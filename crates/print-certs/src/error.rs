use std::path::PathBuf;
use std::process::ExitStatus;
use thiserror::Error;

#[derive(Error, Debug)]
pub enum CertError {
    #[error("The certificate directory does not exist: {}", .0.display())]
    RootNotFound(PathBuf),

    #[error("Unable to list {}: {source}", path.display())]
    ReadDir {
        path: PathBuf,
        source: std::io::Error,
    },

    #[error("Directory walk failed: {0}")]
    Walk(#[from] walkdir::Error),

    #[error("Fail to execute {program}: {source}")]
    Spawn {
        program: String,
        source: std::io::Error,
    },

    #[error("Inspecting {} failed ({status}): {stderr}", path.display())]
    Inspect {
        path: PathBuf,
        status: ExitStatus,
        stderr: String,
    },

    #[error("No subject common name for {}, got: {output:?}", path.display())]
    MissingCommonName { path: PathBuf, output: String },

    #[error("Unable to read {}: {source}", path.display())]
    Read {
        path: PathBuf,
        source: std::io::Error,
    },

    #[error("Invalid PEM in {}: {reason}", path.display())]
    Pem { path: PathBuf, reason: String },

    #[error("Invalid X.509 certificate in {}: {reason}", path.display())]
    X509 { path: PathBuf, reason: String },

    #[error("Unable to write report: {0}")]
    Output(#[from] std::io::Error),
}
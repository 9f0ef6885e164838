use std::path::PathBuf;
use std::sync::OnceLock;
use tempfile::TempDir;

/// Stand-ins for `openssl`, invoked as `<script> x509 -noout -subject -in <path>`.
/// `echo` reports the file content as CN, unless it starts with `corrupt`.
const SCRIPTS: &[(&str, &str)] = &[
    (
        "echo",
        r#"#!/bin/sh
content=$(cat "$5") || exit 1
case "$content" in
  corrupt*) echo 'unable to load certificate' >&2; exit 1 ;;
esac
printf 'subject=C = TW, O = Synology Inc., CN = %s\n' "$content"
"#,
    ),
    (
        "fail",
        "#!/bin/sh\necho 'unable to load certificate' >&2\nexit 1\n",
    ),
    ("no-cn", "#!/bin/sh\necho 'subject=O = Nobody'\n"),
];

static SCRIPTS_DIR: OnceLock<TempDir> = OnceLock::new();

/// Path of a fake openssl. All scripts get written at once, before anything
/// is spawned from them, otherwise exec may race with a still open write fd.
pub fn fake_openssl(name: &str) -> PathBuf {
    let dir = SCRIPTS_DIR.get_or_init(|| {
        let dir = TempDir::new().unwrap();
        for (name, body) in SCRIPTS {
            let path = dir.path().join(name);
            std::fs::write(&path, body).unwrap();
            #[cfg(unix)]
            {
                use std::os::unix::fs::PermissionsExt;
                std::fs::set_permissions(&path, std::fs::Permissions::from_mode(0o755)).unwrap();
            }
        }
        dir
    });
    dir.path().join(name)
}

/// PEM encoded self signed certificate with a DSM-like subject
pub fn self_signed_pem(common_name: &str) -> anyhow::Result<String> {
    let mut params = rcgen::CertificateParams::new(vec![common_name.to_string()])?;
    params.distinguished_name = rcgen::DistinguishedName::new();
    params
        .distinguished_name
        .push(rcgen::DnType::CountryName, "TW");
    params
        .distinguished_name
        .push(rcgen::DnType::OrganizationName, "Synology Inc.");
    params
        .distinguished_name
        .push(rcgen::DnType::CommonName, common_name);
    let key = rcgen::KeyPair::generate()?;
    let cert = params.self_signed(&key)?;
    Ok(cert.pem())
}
==
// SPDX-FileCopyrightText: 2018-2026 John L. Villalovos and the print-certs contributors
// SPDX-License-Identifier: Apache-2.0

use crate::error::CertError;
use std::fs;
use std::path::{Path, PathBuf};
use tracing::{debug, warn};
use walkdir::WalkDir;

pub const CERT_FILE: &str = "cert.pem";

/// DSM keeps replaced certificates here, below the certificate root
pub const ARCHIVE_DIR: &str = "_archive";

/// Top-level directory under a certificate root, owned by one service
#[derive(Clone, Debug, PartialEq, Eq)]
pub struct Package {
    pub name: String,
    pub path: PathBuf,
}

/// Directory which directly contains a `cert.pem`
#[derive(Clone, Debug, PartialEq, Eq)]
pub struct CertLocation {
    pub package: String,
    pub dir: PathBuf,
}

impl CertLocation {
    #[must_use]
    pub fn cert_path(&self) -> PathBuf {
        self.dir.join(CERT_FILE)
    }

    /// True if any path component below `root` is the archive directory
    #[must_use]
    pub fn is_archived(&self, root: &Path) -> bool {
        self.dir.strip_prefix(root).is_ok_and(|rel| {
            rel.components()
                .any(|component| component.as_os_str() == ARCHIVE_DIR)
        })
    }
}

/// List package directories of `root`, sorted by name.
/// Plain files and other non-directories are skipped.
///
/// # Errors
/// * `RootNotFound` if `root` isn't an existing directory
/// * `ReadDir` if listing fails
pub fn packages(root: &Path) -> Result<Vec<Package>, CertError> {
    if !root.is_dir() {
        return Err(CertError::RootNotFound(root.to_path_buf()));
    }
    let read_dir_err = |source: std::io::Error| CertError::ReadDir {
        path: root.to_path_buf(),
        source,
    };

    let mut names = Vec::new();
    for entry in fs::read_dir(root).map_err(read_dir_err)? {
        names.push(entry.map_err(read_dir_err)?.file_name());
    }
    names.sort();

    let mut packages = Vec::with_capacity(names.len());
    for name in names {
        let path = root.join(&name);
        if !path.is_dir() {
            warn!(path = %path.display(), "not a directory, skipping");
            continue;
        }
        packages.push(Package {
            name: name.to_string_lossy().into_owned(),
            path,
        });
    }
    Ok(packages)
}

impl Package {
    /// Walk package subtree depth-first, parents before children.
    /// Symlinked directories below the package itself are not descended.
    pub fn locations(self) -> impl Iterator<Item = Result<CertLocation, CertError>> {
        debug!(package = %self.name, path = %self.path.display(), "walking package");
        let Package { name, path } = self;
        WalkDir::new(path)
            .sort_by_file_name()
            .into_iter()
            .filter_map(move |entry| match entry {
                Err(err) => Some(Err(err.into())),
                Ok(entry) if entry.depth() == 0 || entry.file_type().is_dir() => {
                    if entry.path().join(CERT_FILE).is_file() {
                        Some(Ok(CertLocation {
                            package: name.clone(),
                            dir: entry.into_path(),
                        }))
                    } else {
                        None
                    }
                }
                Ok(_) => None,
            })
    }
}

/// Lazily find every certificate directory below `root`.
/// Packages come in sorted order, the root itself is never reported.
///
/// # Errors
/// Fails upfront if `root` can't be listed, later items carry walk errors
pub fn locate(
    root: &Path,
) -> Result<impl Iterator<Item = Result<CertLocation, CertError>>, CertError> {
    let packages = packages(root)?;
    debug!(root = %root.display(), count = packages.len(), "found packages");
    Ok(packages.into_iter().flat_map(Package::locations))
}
---
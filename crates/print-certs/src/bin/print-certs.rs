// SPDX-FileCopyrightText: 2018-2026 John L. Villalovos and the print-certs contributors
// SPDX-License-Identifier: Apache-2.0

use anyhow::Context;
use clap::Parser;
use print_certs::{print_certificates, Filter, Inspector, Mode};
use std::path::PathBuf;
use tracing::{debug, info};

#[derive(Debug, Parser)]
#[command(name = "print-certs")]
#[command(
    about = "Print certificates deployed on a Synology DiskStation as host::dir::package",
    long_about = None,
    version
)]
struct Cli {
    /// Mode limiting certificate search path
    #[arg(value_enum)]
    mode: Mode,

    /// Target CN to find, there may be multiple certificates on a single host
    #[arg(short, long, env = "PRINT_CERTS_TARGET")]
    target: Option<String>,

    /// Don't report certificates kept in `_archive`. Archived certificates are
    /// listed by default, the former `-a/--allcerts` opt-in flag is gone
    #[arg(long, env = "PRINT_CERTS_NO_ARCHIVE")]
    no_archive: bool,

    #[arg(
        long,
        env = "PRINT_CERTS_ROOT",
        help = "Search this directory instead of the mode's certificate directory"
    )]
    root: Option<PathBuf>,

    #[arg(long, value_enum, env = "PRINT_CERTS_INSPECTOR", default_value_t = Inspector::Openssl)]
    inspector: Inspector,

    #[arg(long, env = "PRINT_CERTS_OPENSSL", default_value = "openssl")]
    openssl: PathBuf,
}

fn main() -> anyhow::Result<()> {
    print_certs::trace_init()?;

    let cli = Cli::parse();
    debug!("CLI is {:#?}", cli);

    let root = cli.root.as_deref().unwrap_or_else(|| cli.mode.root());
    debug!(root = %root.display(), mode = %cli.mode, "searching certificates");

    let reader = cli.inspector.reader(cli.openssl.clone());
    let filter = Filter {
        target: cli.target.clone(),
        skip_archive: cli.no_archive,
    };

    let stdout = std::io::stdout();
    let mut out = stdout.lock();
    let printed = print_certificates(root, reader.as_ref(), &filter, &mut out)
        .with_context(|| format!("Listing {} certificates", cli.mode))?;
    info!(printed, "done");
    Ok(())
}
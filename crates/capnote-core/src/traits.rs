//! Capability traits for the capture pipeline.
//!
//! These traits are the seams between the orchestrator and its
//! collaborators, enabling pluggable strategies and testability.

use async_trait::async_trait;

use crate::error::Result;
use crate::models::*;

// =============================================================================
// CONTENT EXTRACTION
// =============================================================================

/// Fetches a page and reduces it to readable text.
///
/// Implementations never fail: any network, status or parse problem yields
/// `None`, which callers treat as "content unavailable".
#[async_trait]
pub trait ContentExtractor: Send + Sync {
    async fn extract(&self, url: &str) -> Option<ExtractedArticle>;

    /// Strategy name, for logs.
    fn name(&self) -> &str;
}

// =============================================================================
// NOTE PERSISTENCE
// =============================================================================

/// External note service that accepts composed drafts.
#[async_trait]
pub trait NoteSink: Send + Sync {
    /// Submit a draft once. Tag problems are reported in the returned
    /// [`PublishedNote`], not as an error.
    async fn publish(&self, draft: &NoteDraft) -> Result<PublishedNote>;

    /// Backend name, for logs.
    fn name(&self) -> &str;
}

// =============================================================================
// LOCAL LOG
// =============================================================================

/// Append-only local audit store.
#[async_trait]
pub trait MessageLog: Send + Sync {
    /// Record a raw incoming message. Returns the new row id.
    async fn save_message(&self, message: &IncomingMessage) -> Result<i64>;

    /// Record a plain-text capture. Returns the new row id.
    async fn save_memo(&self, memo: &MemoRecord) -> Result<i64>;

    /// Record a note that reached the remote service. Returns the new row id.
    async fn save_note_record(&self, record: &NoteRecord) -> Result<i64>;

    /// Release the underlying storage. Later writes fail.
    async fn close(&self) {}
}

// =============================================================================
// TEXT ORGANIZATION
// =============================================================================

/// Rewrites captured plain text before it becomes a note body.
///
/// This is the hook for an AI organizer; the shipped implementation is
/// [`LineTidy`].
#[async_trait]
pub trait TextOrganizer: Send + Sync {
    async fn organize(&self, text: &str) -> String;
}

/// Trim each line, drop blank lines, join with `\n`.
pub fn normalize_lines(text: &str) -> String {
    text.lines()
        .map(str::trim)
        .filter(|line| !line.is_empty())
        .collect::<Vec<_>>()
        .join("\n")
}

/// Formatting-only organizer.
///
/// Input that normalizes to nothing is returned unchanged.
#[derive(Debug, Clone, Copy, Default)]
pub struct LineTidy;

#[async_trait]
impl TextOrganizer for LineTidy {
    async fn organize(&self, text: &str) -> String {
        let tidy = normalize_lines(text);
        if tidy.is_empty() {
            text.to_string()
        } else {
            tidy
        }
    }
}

### The task
When a line above contains the string "necho", copy that line.

### Output
        "#!/bin/sh\necho 'unable to load certificate' >&2\nexit 1\n",
    ("no-cn", "#!/bin/sh\necho 'subject=O = Nobody'\n"),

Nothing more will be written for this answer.